Binding of the peptide hormone vasopressin to its type-2 receptor (V2R) in kidney triggers a cAMP-mediated translocation of Aquaporin-2 water channels to the apical membrane, resulting in water reabsorption and thereby preventing dehydration. Mutations in the V2R gene lead to Nephrogenic Diabetes Insipidus (NDI), a disorder in which this process is disturbed, because the encoded, often intrinsically functional mutant V2 receptors are misfolded and retained in the endoplasmic reticulum (ER). Since plasma membrane expression is thought to be essential for V2R activation, cell permeable V2R antagonists have been used to induce maturation and rescue cell surface expression of V2R mutants, after which they need to be displaced by vasopressin for activation. Here, however, we show that 3 novel nonpeptide V2R agonists, but not vasopressin, activate NDI-causing V2R mutants at their intracellular location, without changing their maturation and at a sufficient level to induce the translocation of aquaporin-2 to the apical membrane. Moreover, in contrast to plasma membrane V2R, degradation of intracellular V2R mutants is not increased by their activation.
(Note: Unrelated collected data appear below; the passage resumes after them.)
//! Placeholder templates.
//!
//! A page template is plain HTML with these placeholders:
//!
//! - `{{#id}}` or `{{#id|default html}}`: an element's content
//! - `{{region #id}} ... {{end}}`: an element whose default content is the
//!   enclosed markup, which may hold further placeholders; replacing the
//!   region replaces everything inside it
//! - `{{hidden #id}}`: renders ` hidden` while the element is hidden, meant
//!   to sit inside the element's opening tag
//!
//! `{{ ... }}` sequences that are not placeholders are kept verbatim.

use std::collections::HashMap;

use thiserror::Error;

use super::Document;

#[derive(Error, Debug, Clone, PartialEq, Eq)]
pub enum TemplateError {
    #[error("Unterminated placeholder at byte {0}")]
    Unterminated(usize),

    #[error("Region {0} is never closed")]
    UnclosedRegion(String),

    #[error("Unexpected {{{{end}}}} at byte {0}")]
    UnexpectedEnd(usize),
}

#[derive(Debug, Clone)]
enum Node {
    Text(String),
    Slot(String),
    Hidden(String),
    Region(String, Vec<Node>),
}

#[derive(Debug, Clone)]
struct SlotState {
    default: String,
    content: Option<String>,
    visible: bool,
}

enum Placeholder<'a> {
    Slot(&'a str, &'a str),
    Hidden(&'a str),
    RegionStart(&'a str),
    RegionEnd,
}

impl<'a> Placeholder<'a> {
    fn parse(inner: &'a str) -> Option<Self> {
        let inner = inner.trim();
        if inner == "end" {
            return Some(Placeholder::RegionEnd);
        }
        if let Some(sel) = inner.strip_prefix("region ") {
            return is_selector(sel.trim()).then(|| Placeholder::RegionStart(sel.trim()));
        }
        if let Some(sel) = inner.strip_prefix("hidden ") {
            return is_selector(sel.trim()).then(|| Placeholder::Hidden(sel.trim()));
        }
        let (sel, default) = inner.split_once('|').unwrap_or((inner, ""));
        is_selector(sel.trim()).then(|| Placeholder::Slot(sel.trim(), default))
    }
}

fn is_selector(s: &str) -> bool {
    (s.starts_with('#') || s.starts_with('.'))
        && s.len() > 1
        && !s.chars().any(char::is_whitespace)
}

/// A page template whose placeholders can be filled through `Document`.
#[derive(Debug, Clone)]
pub struct SlotDocument {
    nodes: Vec<Node>,
    slots: HashMap<String, SlotState>,
}

impl SlotDocument {
    pub fn parse(template: &str) -> Result<Self, TemplateError> {
        let mut slots: HashMap<String, SlotState> = HashMap::new();
        let mut open: Vec<(String, Vec<Node>)> = Vec::new();
        let mut current: Vec<Node> = Vec::new();
        let mut rest = template;
        let mut offset = 0;

        while let Some(start) = rest.find("{{") {
            if start > 0 {
                current.push(Node::Text(rest[..start].to_string()));
            }
            let after = &rest[start + 2..];
            let end = after
                .find("}}")
                .ok_or(TemplateError::Unterminated(offset + start))?;
            let consumed = start + 2 + end + 2;

            match Placeholder::parse(&after[..end]) {
                Some(Placeholder::Slot(sel, default)) => {
                    register(&mut slots, sel, default);
                    current.push(Node::Slot(sel.to_string()));
                }
                Some(Placeholder::Hidden(sel)) => {
                    register(&mut slots, sel, "");
                    current.push(Node::Hidden(sel.to_string()));
                }
                Some(Placeholder::RegionStart(sel)) => {
                    register(&mut slots, sel, "");
                    open.push((sel.to_string(), std::mem::take(&mut current)));
                }
                Some(Placeholder::RegionEnd) => {
                    let (sel, parent) = open
                        .pop()
                        .ok_or(TemplateError::UnexpectedEnd(offset + start))?;
                    let children = std::mem::replace(&mut current, parent);
                    current.push(Node::Region(sel, children));
                }
                None => current.push(Node::Text(rest[start..consumed].to_string())),
            }

            offset += consumed;
            rest = &rest[consumed..];
        }

        if !rest.is_empty() {
            current.push(Node::Text(rest.to_string()));
        }
        if let Some((sel, _)) = open.pop() {
            return Err(TemplateError::UnclosedRegion(sel));
        }

        Ok(Self {
            nodes: current,
            slots,
        })
    }

    /// Current content of an element: what was set, else the template default
    pub fn content(&self, selector: &str) -> Option<&str> {
        self.slots
            .get(selector)
            .map(|s| s.content.as_deref().unwrap_or(&s.default))
    }

    pub fn is_visible(&self, selector: &str) -> bool {
        self.slots.get(selector).map(|s| s.visible).unwrap_or(false)
    }

    /// Selectors present in the template, sorted
    pub fn selectors(&self) -> Vec<&str> {
        let mut selectors: Vec<&str> = self.slots.keys().map(String::as_str).collect();
        selectors.sort_unstable();
        selectors
    }

    pub fn render(&self) -> String {
        let mut out = String::new();
        self.render_nodes(&self.nodes, &mut out);
        out
    }

    fn render_nodes(&self, nodes: &[Node], out: &mut String) {
        for node in nodes {
            match node {
                Node::Text(text) => out.push_str(text),
                Node::Slot(sel) => out.push_str(self.content(sel).unwrap_or_default()),
                Node::Hidden(sel) => {
                    if !self.is_visible(sel) {
                        out.push_str(" hidden");
                    }
                }
                Node::Region(sel, children) => {
                    match self.slots.get(sel).and_then(|s| s.content.as_deref()) {
                        Some(content) => out.push_str(content),
                        None => self.render_nodes(children, out),
                    }
                }
            }
        }
    }
}

fn register(slots: &mut HashMap<String, SlotState>, selector: &str, default: &str) {
    let state = slots.entry(selector.to_string()).or_insert_with(|| SlotState {
        default: String::new(),
        content: None,
        visible: true,
    });
    if state.default.is_empty() {
        state.default = default.to_string();
    }
}

impl Document for SlotDocument {
    fn contains(&self, selector: &str) -> bool {
        self.slots.contains_key(selector)
    }

    fn set_html(&mut self, selector: &str, html: &str) -> bool {
        match self.slots.get_mut(selector) {
            Some(state) => {
                state.content = Some(html.to_string());
                true
            }
            None => false,
        }
    }

    fn set_visible(&mut self, selector: &str, visible: bool) -> bool {
        match self.slots.get_mut(selector) {
            Some(state) => {
                state.visible = visible;
                true
            }
            None => false,
        }
    }

    fn reset(&mut self, selector: &str) -> bool {
        match self.slots.get_mut(selector) {
            Some(state) => {
                state.content = None;
                true
            }
            None => false,
        }
    }
}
Our data reveal that G protein-coupled receptors (GPCRs) normally active at the plasma membrane can be activated intracellularly and that intracellular activation does not induce their degradation; the data also indicate that nonpeptide agonists constitute highly promising therapeutics for diseases caused by misfolded GPCRs in general, and NDI in particular

Item Type:Articles
Status:Published
Refereed:Yes
Glasgow Author(s) Enlighten ID:Robben, Dr Joris and Milligan, Professor Graeme
Authors: Robben, J.H., Kortenoeven, M.L.A., Sze, M., Yae, C., Milligan, G., Oorschot, V.M., Klumperman, J., Knoers, N.V.A.M., and Deen, P.M.T.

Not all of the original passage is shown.